[Collected data]
• • • • •

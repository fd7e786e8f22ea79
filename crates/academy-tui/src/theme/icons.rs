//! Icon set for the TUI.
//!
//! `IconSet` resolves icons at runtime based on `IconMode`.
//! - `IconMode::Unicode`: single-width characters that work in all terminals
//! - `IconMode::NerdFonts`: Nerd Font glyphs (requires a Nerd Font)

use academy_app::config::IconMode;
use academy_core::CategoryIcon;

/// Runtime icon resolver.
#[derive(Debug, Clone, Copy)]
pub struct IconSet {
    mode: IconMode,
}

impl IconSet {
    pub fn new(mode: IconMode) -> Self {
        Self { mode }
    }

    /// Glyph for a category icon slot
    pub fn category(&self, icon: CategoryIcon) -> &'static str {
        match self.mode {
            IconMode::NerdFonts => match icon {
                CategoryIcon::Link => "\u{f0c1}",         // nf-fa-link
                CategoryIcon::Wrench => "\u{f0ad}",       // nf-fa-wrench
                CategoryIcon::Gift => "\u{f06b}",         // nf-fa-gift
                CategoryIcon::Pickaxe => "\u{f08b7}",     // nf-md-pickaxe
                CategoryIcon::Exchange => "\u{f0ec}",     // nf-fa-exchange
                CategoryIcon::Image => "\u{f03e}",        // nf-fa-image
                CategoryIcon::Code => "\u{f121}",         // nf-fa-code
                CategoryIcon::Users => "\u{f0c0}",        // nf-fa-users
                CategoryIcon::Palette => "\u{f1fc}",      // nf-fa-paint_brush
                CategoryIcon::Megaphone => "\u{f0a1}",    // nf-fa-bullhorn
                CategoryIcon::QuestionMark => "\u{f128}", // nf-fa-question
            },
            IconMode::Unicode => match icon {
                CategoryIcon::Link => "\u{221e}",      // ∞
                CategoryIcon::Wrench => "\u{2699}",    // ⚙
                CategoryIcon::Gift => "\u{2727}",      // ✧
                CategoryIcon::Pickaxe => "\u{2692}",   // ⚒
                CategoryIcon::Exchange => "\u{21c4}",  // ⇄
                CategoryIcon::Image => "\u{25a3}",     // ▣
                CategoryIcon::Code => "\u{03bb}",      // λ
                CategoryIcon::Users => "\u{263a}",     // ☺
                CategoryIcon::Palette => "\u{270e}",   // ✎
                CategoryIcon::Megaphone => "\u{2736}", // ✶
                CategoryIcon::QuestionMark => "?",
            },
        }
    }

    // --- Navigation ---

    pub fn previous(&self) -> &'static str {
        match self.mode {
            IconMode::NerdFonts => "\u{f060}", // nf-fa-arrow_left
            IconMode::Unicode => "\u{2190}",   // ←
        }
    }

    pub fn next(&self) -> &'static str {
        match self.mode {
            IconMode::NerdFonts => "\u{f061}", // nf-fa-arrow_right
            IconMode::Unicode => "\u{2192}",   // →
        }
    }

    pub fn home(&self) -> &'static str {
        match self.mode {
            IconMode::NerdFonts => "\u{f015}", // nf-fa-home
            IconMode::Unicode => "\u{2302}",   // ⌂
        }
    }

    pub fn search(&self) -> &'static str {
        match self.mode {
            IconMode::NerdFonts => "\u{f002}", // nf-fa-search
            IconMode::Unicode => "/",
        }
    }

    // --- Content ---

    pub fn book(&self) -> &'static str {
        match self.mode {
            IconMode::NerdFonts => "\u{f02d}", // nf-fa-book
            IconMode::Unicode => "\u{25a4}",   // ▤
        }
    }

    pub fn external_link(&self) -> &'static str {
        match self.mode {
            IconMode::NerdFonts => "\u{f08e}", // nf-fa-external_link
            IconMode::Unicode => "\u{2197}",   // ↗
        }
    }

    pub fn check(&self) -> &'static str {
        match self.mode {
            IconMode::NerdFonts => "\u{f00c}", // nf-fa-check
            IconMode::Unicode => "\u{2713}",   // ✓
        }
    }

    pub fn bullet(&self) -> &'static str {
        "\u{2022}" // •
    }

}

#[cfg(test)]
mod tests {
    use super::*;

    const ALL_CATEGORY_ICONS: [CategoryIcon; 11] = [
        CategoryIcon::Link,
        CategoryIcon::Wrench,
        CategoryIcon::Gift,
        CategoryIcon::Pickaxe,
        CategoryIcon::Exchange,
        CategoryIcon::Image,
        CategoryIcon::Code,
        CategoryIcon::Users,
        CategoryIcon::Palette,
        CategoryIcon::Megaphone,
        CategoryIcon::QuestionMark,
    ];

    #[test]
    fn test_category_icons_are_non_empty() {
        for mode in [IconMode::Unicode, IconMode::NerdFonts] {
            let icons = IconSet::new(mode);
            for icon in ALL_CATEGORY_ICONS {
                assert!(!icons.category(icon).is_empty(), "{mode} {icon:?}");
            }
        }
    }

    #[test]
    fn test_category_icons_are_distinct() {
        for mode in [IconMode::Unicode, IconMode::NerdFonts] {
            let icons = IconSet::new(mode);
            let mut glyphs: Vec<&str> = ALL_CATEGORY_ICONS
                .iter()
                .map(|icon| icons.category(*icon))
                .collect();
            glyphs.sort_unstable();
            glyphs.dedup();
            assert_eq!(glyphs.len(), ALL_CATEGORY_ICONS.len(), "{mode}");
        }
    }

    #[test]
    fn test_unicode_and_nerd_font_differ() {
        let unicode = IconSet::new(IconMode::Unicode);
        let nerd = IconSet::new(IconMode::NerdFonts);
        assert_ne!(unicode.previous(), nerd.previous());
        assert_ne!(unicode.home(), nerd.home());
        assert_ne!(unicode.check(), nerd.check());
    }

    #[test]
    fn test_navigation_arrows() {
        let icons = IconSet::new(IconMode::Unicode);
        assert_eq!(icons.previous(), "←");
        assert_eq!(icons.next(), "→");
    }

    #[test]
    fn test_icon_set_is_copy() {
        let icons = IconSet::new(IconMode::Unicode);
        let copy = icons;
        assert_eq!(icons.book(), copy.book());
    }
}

• • • • •

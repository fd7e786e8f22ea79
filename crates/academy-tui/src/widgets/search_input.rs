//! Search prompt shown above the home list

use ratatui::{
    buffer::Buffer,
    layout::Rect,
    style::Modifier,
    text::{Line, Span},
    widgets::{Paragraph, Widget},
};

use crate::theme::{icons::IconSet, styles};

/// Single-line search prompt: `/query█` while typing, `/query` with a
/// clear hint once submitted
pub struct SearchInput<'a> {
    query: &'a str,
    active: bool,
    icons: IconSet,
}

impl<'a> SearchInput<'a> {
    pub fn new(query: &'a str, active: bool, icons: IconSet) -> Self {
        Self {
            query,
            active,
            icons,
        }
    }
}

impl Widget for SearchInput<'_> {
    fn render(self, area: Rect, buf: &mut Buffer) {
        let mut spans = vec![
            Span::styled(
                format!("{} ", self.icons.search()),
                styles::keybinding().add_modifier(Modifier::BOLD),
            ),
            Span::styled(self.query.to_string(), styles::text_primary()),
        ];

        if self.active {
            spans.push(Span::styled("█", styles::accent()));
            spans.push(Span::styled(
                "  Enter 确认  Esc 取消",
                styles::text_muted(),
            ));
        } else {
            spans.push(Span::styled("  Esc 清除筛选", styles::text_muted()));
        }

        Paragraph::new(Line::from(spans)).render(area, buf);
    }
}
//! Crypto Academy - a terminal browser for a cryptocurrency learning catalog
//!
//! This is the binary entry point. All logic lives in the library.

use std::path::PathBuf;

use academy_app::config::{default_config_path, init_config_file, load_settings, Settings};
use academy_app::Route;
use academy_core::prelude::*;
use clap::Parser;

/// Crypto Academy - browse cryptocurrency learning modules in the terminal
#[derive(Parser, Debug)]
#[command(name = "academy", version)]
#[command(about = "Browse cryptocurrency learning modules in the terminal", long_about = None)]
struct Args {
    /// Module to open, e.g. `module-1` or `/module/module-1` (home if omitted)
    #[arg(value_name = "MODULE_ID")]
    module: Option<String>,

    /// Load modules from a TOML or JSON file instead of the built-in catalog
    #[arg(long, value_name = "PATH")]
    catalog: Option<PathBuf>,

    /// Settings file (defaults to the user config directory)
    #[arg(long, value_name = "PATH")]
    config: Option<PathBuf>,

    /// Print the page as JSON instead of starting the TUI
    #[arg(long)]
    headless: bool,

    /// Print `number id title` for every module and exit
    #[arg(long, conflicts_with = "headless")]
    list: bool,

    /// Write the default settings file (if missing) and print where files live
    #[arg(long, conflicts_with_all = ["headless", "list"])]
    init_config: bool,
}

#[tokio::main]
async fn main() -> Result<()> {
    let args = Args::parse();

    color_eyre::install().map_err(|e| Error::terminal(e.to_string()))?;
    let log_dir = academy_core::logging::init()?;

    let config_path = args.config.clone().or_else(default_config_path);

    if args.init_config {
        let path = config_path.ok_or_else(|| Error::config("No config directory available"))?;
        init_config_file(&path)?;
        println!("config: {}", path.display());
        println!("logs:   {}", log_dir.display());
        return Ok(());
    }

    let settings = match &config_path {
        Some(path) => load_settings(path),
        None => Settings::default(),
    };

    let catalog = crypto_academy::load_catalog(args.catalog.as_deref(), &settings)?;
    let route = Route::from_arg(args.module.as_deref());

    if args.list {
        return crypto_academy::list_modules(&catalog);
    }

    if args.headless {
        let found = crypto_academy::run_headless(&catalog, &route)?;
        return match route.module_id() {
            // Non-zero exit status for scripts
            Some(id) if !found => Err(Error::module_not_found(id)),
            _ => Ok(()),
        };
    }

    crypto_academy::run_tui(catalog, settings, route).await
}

• • • • •

__What is needed__. Filter the entries down to the lines with the word "Some" in them.

__Solution to the problem__.
        Some(path) => load_settings(path),
            Some(id) if !found => Err(Error::module_not_found(id)),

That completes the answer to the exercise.